Cuadrilla are near certain to appeal, but the nascent fracking industry in the UK may never recover from this blow. Councillors around the country will feel emboldened to stand up to the intense national pressure to back fracking. In the future, this may well be seen as the day the fracking dream died.

In the shorter term, the rejection is set to present an excruciating decision for Cameron’s government.

The legal process could end up with the final planning decision landing on the desk of Communities secretary Greg Clark. He, and the cabinet, will face the dilemma of forcing through the government’s shale gas policy or accepting the wishes of affected communities, as expressed by their elected representatives.

This will be made all the more agonising by the Clark’s loudly trumpeted move to empower local people to veto onshore wind farms. Trusting local people on wind but not on fracking would look like hypocrisy.
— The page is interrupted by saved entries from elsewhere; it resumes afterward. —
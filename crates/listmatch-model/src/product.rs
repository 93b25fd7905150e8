use serde::{Deserialize, Serialize};

/// A canonical catalog entry.
///
/// Only `name` is required. The remaining fields are carried through from the
/// source record; `manufacturer` is the only one consulted during matching.
#[derive(Debug, Clone, PartialEq, Eq, Serialize, Deserialize)]
pub struct Product {
    /// Unique product name, the catalog key.
    #[serde(rename = "product_name")]
    pub name: String,
    pub manufacturer: Option<String>,
    pub family: Option<String>,
    pub model: Option<String>,
    #[serde(rename = "announced-date")]
    pub announced_date: Option<String>,
}

impl Product {
    pub fn new(name: impl Into<String>, manufacturer: Option<&str>) -> Self {
        Self {
            name: name.into(),
            manufacturer: manufacturer.map(String::from),
            family: None,
            model: None,
            announced_date: None,
        }
    }

    #[must_use]
    pub fn with_family(mut self, family: impl Into<String>) -> Self {
        self.family = Some(family.into());
        self
    }

    #[must_use]
    pub fn with_model(mut self, model: impl Into<String>) -> Self {
        self.model = Some(model.into());
        self
    }
}
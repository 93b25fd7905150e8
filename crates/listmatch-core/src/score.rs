//! Similarity heuristics between a listing field and a catalog field.
//!
//! Every heuristic takes `(query, reference)`: the query is the noisy listing
//! text, the reference is the authoritative catalog text and is always the
//! denominator. Scores lie in `[0, 1]` and a missing argument scores `0.0`.

use std::collections::BTreeSet;

use crate::normalize::PreparedText;

/// The individual heuristics, cheapest first.
#[derive(Debug, Clone, Copy, PartialEq, Eq, Hash)]
pub enum Heuristic {
    /// Compact reference appears verbatim inside the compact query.
    ExactSubsequence,
    /// Share of reference tokens present in the query.
    TokenOverlap,
    /// Token overlap after gluing one adjacent pair of query tokens.
    AdjacentGlue,
}

impl Heuristic {
    /// All heuristics in evaluation order.
    pub const ALL: [Heuristic; 3] = [
        Heuristic::ExactSubsequence,
        Heuristic::TokenOverlap,
        Heuristic::AdjacentGlue,
    ];

    pub fn name(&self) -> &'static str {
        match self {
            Self::ExactSubsequence => "exact subsequence",
            Self::TokenOverlap => "token overlap",
            Self::AdjacentGlue => "adjacent glue",
        }
    }

    pub fn score_prepared(&self, query: &PreparedText, reference: &PreparedText) -> f64 {
        match self {
            Self::ExactSubsequence => exact_subsequence_prepared(query, reference),
            Self::TokenOverlap => overlap_ratio(query.token_set(), reference.token_set()),
            Self::AdjacentGlue => adjacent_glue_prepared(query, reference),
        }
    }

    pub fn score(&self, query: Option<&str>, reference: Option<&str>) -> f64 {
        match (query, reference) {
            (Some(query), Some(reference)) => {
                self.score_prepared(&PreparedText::new(query), &PreparedText::new(reference))
            }
            _ => 0.0,
        }
    }
}

/// 1.0 when the compact reference is a substring of the compact query.
pub fn exact_subsequence_score(query: Option<&str>, reference: Option<&str>) -> f64 {
    Heuristic::ExactSubsequence.score(query, reference)
}

/// `|query ∩ reference| / |reference|` over token sets.
///
/// Token order is ignored and a reference token may be satisfied by any
/// query token. A reference with no tokens scores 0.0.
pub fn token_overlap_score(query: Option<&str>, reference: Option<&str>) -> f64 {
    Heuristic::TokenOverlap.score(query, reference)
}

/// Best token overlap after concatenating one adjacent pair of query tokens.
///
/// Handles "300HS" vs "300 HS". Only one pair is glued per candidate; a query
/// with fewer than two tokens scores 0.0.
pub fn adjacent_glue_score(query: Option<&str>, reference: Option<&str>) -> f64 {
    Heuristic::AdjacentGlue.score(query, reference)
}

/// Maximum over all heuristics, stopping at the first perfect score.
pub fn combined_score(query: Option<&str>, reference: Option<&str>) -> f64 {
    match (query, reference) {
        (Some(query), Some(reference)) => {
            combined_prepared(&PreparedText::new(query), &PreparedText::new(reference))
        }
        _ => 0.0,
    }
}

/// [`combined_score`] over already-normalized text.
pub fn combined_prepared(query: &PreparedText, reference: &PreparedText) -> f64 {
    let mut best = 0.0_f64;
    for heuristic in Heuristic::ALL {
        best = best.max(heuristic.score_prepared(query, reference));
        if best >= 1.0 {
            break;
        }
    }
    best
}

fn exact_subsequence_prepared(query: &PreparedText, reference: &PreparedText) -> f64 {
    if query.compact().contains(reference.compact()) {
        1.0
    } else {
        0.0
    }
}

fn overlap_ratio<S>(query: &BTreeSet<S>, reference: &BTreeSet<String>) -> f64
where
    S: std::borrow::Borrow<str> + Ord,
{
    if reference.is_empty() {
        return 0.0;
    }
    let shared = reference
        .iter()
        .filter(|token| query.contains(token.as_str()))
        .count();
    shared as f64 / reference.len() as f64
}

fn adjacent_glue_prepared(query: &PreparedText, reference: &PreparedText) -> f64 {
    let tokens = query.tokens();
    let mut best = 0.0_f64;
    for pair in 0..tokens.len().saturating_sub(1) {
        let glued = format!("{}{}", tokens[pair], tokens[pair + 1]);
        let mut candidate: BTreeSet<&str> = tokens
            .iter()
            .enumerate()
            .filter(|&(position, _)| position != pair && position != pair + 1)
            .map(|(_, token)| token.as_str())
            .collect();
        candidate.insert(glued.as_str());
        best = best.max(overlap_ratio(&candidate, reference.token_set()));
    }
    best
}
The Lancashire decision is seen as a surprise, largely because it overruled the council’s planning officers who had recommended approval of the Preston New Road site. The officers, ploughing through thousands of pages of evidence, had found no fault with Cuadrilla’s plans for drilling and fracking and also with measures relating to air quality, greenhouse gas emissions, earthquakes, water use and visual aspects. The only dissatisfaction with a second site – Roseacre Wood – was heavy traffic.

But the decision is less surprising than some may think: the mood has been turning against fracking in the UK for some time.
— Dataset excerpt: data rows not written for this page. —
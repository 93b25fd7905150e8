//! listmatch CLI.

use std::io::{self, IsTerminal};

use clap::{ColorChoice, Parser};
use listmatch_cli::commands::{MatchRequest, run_match};
use listmatch_cli::logging::{LogConfig, LogFormat, init_logging};
use listmatch_cli::summary::print_summary;
use listmatch_core::MatchOptions;
use tracing::level_filters::LevelFilter;

mod cli;

use crate::cli::{Cli, Command, LogFormatArg, LogLevelArg, MatchArgs};

fn main() {
    let cli = Cli::parse();
    cli.color.write_global();
    let log_config = log_config_from_cli(&cli);
    if let Err(error) = init_logging(&log_config) {
        eprintln!("error: failed to initialize logging: {error}");
        std::process::exit(1);
    }
    let exit_code = match cli.command {
        Command::Match(args) => match run_match(&match_request(&args)) {
            Ok(report) => {
                if args.summary {
                    print_summary(&report.outcome.stats);
                }
                0
            }
            Err(error) => {
                eprintln!("error: {error:#}");
                1
            }
        },
    };
    std::process::exit(exit_code);
}

fn match_request(args: &MatchArgs) -> MatchRequest {
    let mut options = MatchOptions::default()
        .with_progress_permille(args.progress_permille)
        .with_chunk_size(args.chunk_size);
    if args.parallel || args.jobs.is_some() {
        options = options.with_parallel(args.jobs);
    }
    MatchRequest {
        products: args.products.clone(),
        listings: args.listings.clone(),
        output: args.output.clone(),
        options,
    }
}

/// Build logging configuration from CLI flags with consistent precedence.
fn log_config_from_cli(cli: &Cli) -> LogConfig {
    let level_filter = match cli.log_level {
        Some(LogLevelArg::Error) => LevelFilter::ERROR,
        Some(LogLevelArg::Warn) => LevelFilter::WARN,
        Some(LogLevelArg::Info) => LevelFilter::INFO,
        Some(LogLevelArg::Debug) => LevelFilter::DEBUG,
        Some(LogLevelArg::Trace) => LevelFilter::TRACE,
        None => cli.verbosity.tracing_level_filter(),
    };
    let format = match cli.log_format {
        LogFormatArg::Pretty => LogFormat::Pretty,
        LogFormatArg::Compact => LogFormat::Compact,
        LogFormatArg::Json => LogFormat::Json,
    };
    let mut config = LogConfig::default()
        .with_level(level_filter)
        .with_format(format)
        .with_timestamps(cli.log_timestamps)
        .with_log_file(cli.log_file.clone());
    config.use_env_filter = !(cli.verbosity.is_present() || cli.log_level.is_some());
    config.with_ansi = match cli.color.color {
        ColorChoice::Always => true,
        ColorChoice::Never => false,
        ColorChoice::Auto => cli.log_file.is_none() && io::stderr().is_terminal(),
    };
    config
}

#[cfg(test)]
mod tests {
    use std::path::PathBuf;

    use super::*;

    fn parse(args: &[&str]) -> Cli {
        Cli::try_parse_from(args).unwrap()
    }

    #[test]
    fn logging_flags_reach_the_config() {
        let cli = parse(&[
            "listmatch",
            "--log-timestamps",
            "--log-format",
            "compact",
            "--log-file",
            "run.log",
            "match",
            "products.txt",
            "listings.txt",
        ]);
        let config = log_config_from_cli(&cli);
        assert!(config.with_timestamps);
        assert_eq!(config.format, LogFormat::Compact);
        assert_eq!(config.log_file, Some(PathBuf::from("run.log")));
        assert!(config.use_env_filter);
    }

    #[test]
    fn explicit_level_overrides_verbosity() {
        let cli = parse(&[
            "listmatch",
            "-v",
            "--log-level",
            "error",
            "match",
            "products.txt",
            "listings.txt",
        ]);
        let config = log_config_from_cli(&cli);
        assert_eq!(config.level_filter, LevelFilter::ERROR);
        assert!(!config.use_env_filter);
        assert!(!config.with_timestamps);
    }

    #[test]
    fn jobs_imply_parallel() {
        let cli = parse(&["listmatch", "match", "p.txt", "l.txt", "--jobs", "3"]);
        let Command::Match(args) = cli.command;
        let request = match_request(&args);
        assert!(request.options.parallel);
        assert_eq!(request.options.jobs, Some(3));
        assert_eq!(request.output, None);
    }
}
In the last 18 months, opposition from the public has swelled from 29% to 43%, now comfortably outnumbering the 32% in favour. The bungled attempt by Cuadrilla to drill at Balcombe in Sussex in the summer of 2013 was, as I wrote at the time, a public relations disaster that felt like the “Monsanto moment” faced by genetically modified crops 17 years earlier: an introduction so botched that it renders the technology unacceptable on arrival. Shoddy early practice by the frackers – trespass and planning permission breaches– did not help.

More recently, there was another ominous signal for the frackers. Lord John Browne, the former BP boss and sometime oiler of government wheels, quietly departed Cuadrilla. The shale gas industry still has friends in high place of course, not least Cameron and his promise to go “all out” for fracking and the new energy secretary Amber Rudd pledging to “deliver shale”.

The problem, which may finally start sinking in today, is that zealots are scary.

An argument can be made that gas is relatively low carbon, that domestic gas is more secure and that UK regulation far stricter than that in the Wild West of the US where fracking began. But unfounded claims of energy bills falling and ludicrous promises of huge numbers of jobs cut the credibility of such arguments off at the knees. Sober voices, from the International Energy Agency to the CBI to Deutsche Bank have warned for several years that fracking in the densely populated UK was a very tough sell.

The industry and government have tried the hard sell, with millions of pounds offered to local communities. But in, the first big test, the people of Lancashire simply didn’t buy it. The prospects for UK shale gas have never looked bleaker.